During late nineteen seventies that a new breed of Convent, boarding-school educated and elite class of novelists and writers, that started to emerge, who forever had chalked out a plan to alter the map of post-colonial Indian English literature. The likes of Salman Rushdie, Vikram Seth, Amitav Ghosh, Shashi Tharoor set the literature world on fire. Salman Rushdie` s ` Midnight Children had won Booker in 1981 and Arundhati Roy and Kiran Desai repeated the feat, when they won Man Booker in the year 1997 and 2006 respectively. In the mean time, a new crop of authors such as Pankaj Misra, Chetan Bhagat, Jhumpa Lahiri, William Dalrymple, Hari Kunzuru had already alighted on the international arena and their writings are very much appreciated and acclimatised round the globe.
During the 1980`s and 90`s, India emerged as a significant and decisive literary nation.
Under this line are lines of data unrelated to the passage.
//! SHA-256 of finished files, computed on demand rather than inline.

use anyhow::{Context, Result};
use sha2::{Digest, Sha256};
use std::fs::File;
use std::io::Read;
use std::path::{Path, PathBuf};

const BUF_SIZE: usize = 64 * 1024;

/// Lowercase hex SHA-256 of the file at `path`.
pub fn sha256_path(path: &Path) -> Result<String> {
    let mut f = File::open(path).with_context(|| format!("open {}", path.display()))?;
    let mut hasher = Sha256::new();
    let mut buf = vec![0u8; BUF_SIZE];
    loop {
        let n = f
            .read(&mut buf)
            .with_context(|| format!("read {}", path.display()))?;
        if n == 0 {
            break;
        }
        hasher.update(&buf[..n]);
    }
    Ok(hex::encode(hasher.finalize()))
}

/// Async wrapper; hashing runs on a blocking thread.
pub async fn sha256_path_async(path: PathBuf) -> Result<String> {
    tokio::task::spawn_blocking(move || sha256_path(&path)).await?
}

/// Compare a computed digest with a user-supplied one (hex, any case,
/// surrounding whitespace ignored).
pub fn digest_matches(digest: &str, expected: &str) -> bool {
    digest.eq_ignore_ascii_case(expected.trim())
}
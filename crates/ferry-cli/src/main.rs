use ferry_core::logging;

mod cli;

use crate::cli::CliCommand;

#[tokio::main]
async fn main() {
    // Log file under the state dir; stderr when that is not writable.
    if let Err(e) = logging::init_logging() {
        logging::init_logging_stderr();
        tracing::warn!("log file unavailable, logging to stderr: {e:#}");
    }

    if let Err(err) = CliCommand::run_from_args().await {
        eprintln!("ferry error: {:#}", err);
        std::process::exit(1);
    }
}
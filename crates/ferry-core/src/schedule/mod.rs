//! Time scheduler: job definitions that become jobs once their trigger
//! time arrives.
//!
//! A sweep marks due entries `Fired` under the lock before anything else
//! happens, so an entry can never produce two jobs however often sweeps run.
//! Fired, cancelled and failed entries stay visible for
//! [`SETTLED_RETENTION_SECS`] and are then dropped by a later sweep; the
//! history store keeps them.

use std::collections::HashMap;
use std::fmt;
use std::path::PathBuf;
use std::sync::{Mutex, MutexGuard, PoisonError};

use chrono::{DateTime, Utc};
use serde::{Deserialize, Serialize};

use crate::error::{EngineError, EngineResult};
use crate::job::{JobId, JobRequest, Priority};

/// How long a settled entry stays queryable in memory.
pub const SETTLED_RETENTION_SECS: i64 = 60 * 60;

#[derive(Debug, Clone, Copy, PartialEq, Eq, Hash, Serialize, Deserialize)]
#[serde(rename_all = "lowercase")]
pub enum ScheduleStatus {
    Pending,
    Fired,
    Cancelled,
    Failed,
}

impl ScheduleStatus {
    pub fn as_str(self) -> &'static str {
        match self {
            ScheduleStatus::Pending => "pending",
            ScheduleStatus::Fired => "fired",
            ScheduleStatus::Cancelled => "cancelled",
            ScheduleStatus::Failed => "failed",
        }
    }
}

impl fmt::Display for ScheduleStatus {
    fn fmt(&self, f: &mut fmt::Formatter<'_>) -> fmt::Result {
        f.pad(self.as_str())
    }
}

#[derive(Debug, Clone, Serialize, Deserialize)]
pub struct ScheduleEntry {
    pub schedule_id: String,
    pub url: String,
    pub destination_path: PathBuf,
    pub owner: String,
    pub priority: Priority,
    pub trigger_time: DateTime<Utc>,
    pub status: ScheduleStatus,
    /// Job created when the entry fired.
    pub job_id: Option<JobId>,
    /// Why job creation failed.
    pub error: Option<String>,
    /// When the entry left Pending.
    #[serde(skip)]
    pub settled_at: Option<DateTime<Utc>>,
}

impl ScheduleEntry {
    pub fn request(&self) -> JobRequest {
        JobRequest::new(self.url.clone(), self.destination_path.clone())
            .owner(self.owner.clone())
            .priority(self.priority)
    }
}

#[derive(Default)]
pub struct TimeScheduler {
    entries: Mutex<HashMap<String, ScheduleEntry>>,
}

impl TimeScheduler {
    pub fn new() -> Self {
        Self::default()
    }

    fn lock(&self) -> MutexGuard<'_, HashMap<String, ScheduleEntry>> {
        self.entries.lock().unwrap_or_else(PoisonError::into_inner)
    }

    /// Hold `req` until `trigger_time`.
    pub fn schedule(&self, req: &JobRequest, trigger_time: DateTime<Utc>) -> ScheduleEntry {
        let entry = ScheduleEntry {
            schedule_id: uuid::Uuid::new_v4().simple().to_string(),
            url: req.url.clone(),
            destination_path: req.destination.clone(),
            owner: req.owner.clone(),
            priority: req.priority,
            trigger_time,
            status: ScheduleStatus::Pending,
            job_id: None,
            error: None,
            settled_at: None,
        };
        tracing::info!(schedule_id = %entry.schedule_id, url = %entry.url, at = %trigger_time, "scheduled");
        self.lock().insert(entry.schedule_id.clone(), entry.clone());
        entry
    }

    /// Claim every Pending entry due at `now`, marking it Fired. Entries
    /// settled more than [`SETTLED_RETENTION_SECS`] before `now` are dropped.
    pub fn take_due(&self, now: DateTime<Utc>) -> Vec<ScheduleEntry> {
        let retention = chrono::Duration::seconds(SETTLED_RETENTION_SECS);
        let mut entries = self.lock();
        let before = entries.len();
        entries.retain(|_, e| e.settled_at.map_or(true, |at| now - at <= retention));
        if entries.len() < before {
            tracing::debug!(dropped = before - entries.len(), "pruned settled schedules");
        }
        let mut due: Vec<ScheduleEntry> = entries
            .values_mut()
            .filter(|e| e.status == ScheduleStatus::Pending && e.trigger_time <= now)
            .map(|e| {
                e.status = ScheduleStatus::Fired;
                e.settled_at = Some(now);
                e.clone()
            })
            .collect();
        due.sort_by_key(|e| e.trigger_time);
        due
    }

    /// Link a fired entry to the job it produced.
    pub fn record_job(&self, schedule_id: &str, job_id: &str) -> Option<ScheduleEntry> {
        let mut entries = self.lock();
        let e = entries.get_mut(schedule_id)?;
        e.job_id = Some(job_id.to_string());
        Some(e.clone())
    }

    /// Job creation failed for a fired entry. Not retried.
    pub fn mark_failed(&self, schedule_id: &str, error: &str) -> Option<ScheduleEntry> {
        let mut entries = self.lock();
        let e = entries.get_mut(schedule_id)?;
        e.status = ScheduleStatus::Failed;
        e.error = Some(error.to_string());
        e.settled_at.get_or_insert_with(Utc::now);
        Some(e.clone())
    }

    /// Cancel an entry that has not fired yet.
    pub fn cancel(&self, schedule_id: &str) -> EngineResult<ScheduleEntry> {
        let mut entries = self.lock();
        let e = entries
            .get_mut(schedule_id)
            .ok_or_else(|| EngineError::ScheduleNotFound(schedule_id.to_string()))?;
        if e.status != ScheduleStatus::Pending {
            return Err(EngineError::ScheduleNotPending(schedule_id.to_string()));
        }
        e.status = ScheduleStatus::Cancelled;
        e.settled_at = Some(Utc::now());
        Ok(e.clone())
    }

    pub fn get(&self, schedule_id: &str) -> Option<ScheduleEntry> {
        self.lock().get(schedule_id).cloned()
    }

    /// Entries ordered by trigger time.
    pub fn list(&self) -> Vec<ScheduleEntry> {
        let mut all: Vec<_> = self.lock().values().cloned().collect();
        all.sort_by_key(|e| e.trigger_time);
        all
    }

    /// Earliest trigger among Pending entries.
    pub fn next_trigger(&self) -> Option<DateTime<Utc>> {
        self.lock()
            .values()
            .filter(|e| e.status == ScheduleStatus::Pending)
            .map(|e| e.trigger_time)
            .min()
    }

    pub fn pending_count(&self) -> usize {
        self.lock()
            .values()
            .filter(|e| e.status == ScheduleStatus::Pending)
            .count()
    }
}

#[cfg(test)]
mod tests {
    use super::*;
    use chrono::Duration;

    fn req(name: &str) -> JobRequest {
        JobRequest::new(format!("https://example.com/{name}"), format!("/tmp/{name}"))
    }

    #[test]
    fn fires_at_most_once() {
        let s = TimeScheduler::new();
        let now = Utc::now();
        let e = s.schedule(&req("a"), now - Duration::seconds(1));
        let first = s.take_due(now);
        assert_eq!(first.len(), 1);
        assert_eq!(first[0].schedule_id, e.schedule_id);
        for _ in 0..5 {
            assert!(s.take_due(now + Duration::hours(1)).is_empty());
        }
        assert_eq!(s.get(&e.schedule_id).unwrap().status, ScheduleStatus::Fired);
    }

    #[test]
    fn concurrent_sweeps_fire_once() {
        let s = std::sync::Arc::new(TimeScheduler::new());
        let now = Utc::now();
        for i in 0..20 {
            s.schedule(&req(&format!("f{i}")), now);
        }
        let handles: Vec<_> = (0..4)
            .map(|_| {
                let s = s.clone();
                std::thread::spawn(move || s.take_due(now).len())
            })
            .collect();
        let fired: usize = handles.into_iter().map(|h| h.join().unwrap()).sum();
        assert_eq!(fired, 20);
    }

    #[test]
    fn future_entries_wait() {
        let s = TimeScheduler::new();
        let now = Utc::now();
        let later = s.schedule(&req("b"), now + Duration::minutes(5));
        assert!(s.take_due(now).is_empty());
        assert_eq!(s.next_trigger(), Some(later.trigger_time));
        assert_eq!(s.take_due(now + Duration::minutes(5)).len(), 1);
        assert_eq!(s.next_trigger(), None);
    }

    #[test]
    fn cancel_only_while_pending() {
        let s = TimeScheduler::new();
        let now = Utc::now();
        let a = s.schedule(&req("a"), now + Duration::minutes(1));
        let b = s.schedule(&req("b"), now);
        assert_eq!(s.cancel(&a.schedule_id).unwrap().status, ScheduleStatus::Cancelled);
        assert!(s.take_due(now + Duration::minutes(2)).iter().all(|e| e.schedule_id == b.schedule_id));
        assert!(matches!(
            s.cancel(&b.schedule_id),
            Err(EngineError::ScheduleNotPending(_))
        ));
        assert!(matches!(s.cancel("nope"), Err(EngineError::ScheduleNotFound(_))));
    }

    #[test]
    fn settled_entries_are_dropped_after_retention() {
        let s = TimeScheduler::new();
        let now = Utc::now();
        let fired = s.schedule(&req("a"), now);
        let cancelled = s.schedule(&req("b"), now + Duration::hours(3));
        let waiting = s.schedule(&req("c"), now + Duration::days(2));
        s.take_due(now);
        s.cancel(&cancelled.schedule_id).unwrap();

        let retention = Duration::seconds(SETTLED_RETENTION_SECS);
        s.take_due(now + retention);
        assert!(s.get(&fired.schedule_id).is_some());

        s.take_due(now + retention + Duration::minutes(5));
        assert!(s.get(&fired.schedule_id).is_none());
        assert!(s.get(&cancelled.schedule_id).is_none());
        assert_eq!(s.get(&waiting.schedule_id).unwrap().status, ScheduleStatus::Pending);
        assert_eq!(s.list().len(), 1);
    }

    #[test]
    fn failed_creation_is_recorded() {
        let s = TimeScheduler::new();
        let e = s.schedule(&req("a"), Utc::now());
        s.take_due(Utc::now());
        let failed = s.mark_failed(&e.schedule_id, "malformed URL").unwrap();
        assert_eq!(failed.status, ScheduleStatus::Failed);
        assert!(s.take_due(Utc::now()).is_empty());
    }
}
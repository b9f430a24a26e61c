//! Errors surfaced through the job submission API.

use std::io;

use crate::job::JobStatus;

#[derive(Debug, thiserror::Error)]
pub enum EngineError {
    /// Bad input; never retried.
    #[error("invalid request: {0}")]
    InvalidRequest(String),
    #[error("job {job_id}: cannot move from {from} to {to}")]
    InvalidTransition {
        job_id: String,
        from: JobStatus,
        to: JobStatus,
    },
    #[error("job {0} not found")]
    NotFound(String),
    /// Writes to a job that already reached Completed, Failed or Cancelled.
    #[error("job {0} is in a terminal state")]
    Terminal(String),
    #[error("schedule {0} not found")]
    ScheduleNotFound(String),
    #[error("schedule {0} is no longer pending")]
    ScheduleNotPending(String),
    #[error("no checkpoint for job {0}")]
    NoCheckpoint(String),
    #[error(transparent)]
    Io(#[from] io::Error),
}

pub type EngineResult<T> = std::result::Result<T, EngineError>;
Salman Rushdie`s Midnight`s Children turned into a passionate object around the world. The worldwide accomplishment of Vikram Seth`s The Golden Gate made him the first writer of the Indian Diasporas to enter the field of international writers and leave an unforgettable mark on the global literary panorama. Other novelists of repute of the contemporary times post-colonial Indian English literature, comprise - Shobha De (Selective Memory), G.V. Desani, M Ananthanarayanan, Bhadani Bhattacharya, Arun Joshi, Khushwant Singh, O.V. Vijayan, Allan Sealy (The Trotternama), Shashi Tharoor (Show Business, The Great Indian Novel), Amitav Ghosh (Circle of Reason, Shadow Lines), Upamanyu Chatterjee (English August, The Mammaries of the Welfare State), Raj Kamal Jha (The Blue Bedspread), Amit Chaudhuri (A New World), Pankaj Mishra (Butter Chicken in Ludhiana, The Romantics) and Vikram Chandra (Red Earth and Pouring Rain, Love and Longing in Bombay).
The latest Indian writer who lifted up the world by a storm was Arundhati Roy, whose The God of Small Things earned the 1997 Booker Prize and became an international best-seller overnight. Rohinton Mistry, Firdaus Kanga, Kiran Desai (Strange Happenings in the Guava Orchard), Sudhir Kakar (The Ascetic of Desire), Ardeshir Vakil (Beach Boy) and Jhumpa Lahiri (Interpreter of Maladies) are some other renowned writers of Indian origin, penning for post-colonial Indian English literature. Former Prime Minister P.V. Sthanam Narasimha Rao`s The Insider; Satish Gujral`s A Brush with Life; R.K. Laxman`s The Tunnel of Time, Prof. Bipin Chandra Pal`s India After Independence, Sunil Khilnani`s The Idea of India, J.N. Dixit`s Fifty Years of India`s Foreign Policy, Yogesh Chadha`s Rediscovering Gandhi and Pavan K. Varma`s The Great Indian Middle Class are also some of the prominent works of recent times.
The mid-20th century once more witnessed the emergence of poets such as Nissim Ezekiel (The Unfurnished Man), P Lal, A K Ramanujan (The Striders, Relations, Second Sight, Selected Poems), Dom Moraes (A Beginning), Keki Daruwalla, Geive Patel, Eunice de Souza, Adil Jussawala, Kamala Das, Arun Kolatkar and R. Parthasarathy, who were profoundly influenced by literary movements taking place in the West, such as Symbolism, Surrealism, Existentialism, and Confessional Poetry. These authors as such, made use of Indian phrases together with English words and tried to reflect a blend of the Indian and the Western cultures, still turning out to be the most promising under the post-colonial Indian English literary genre.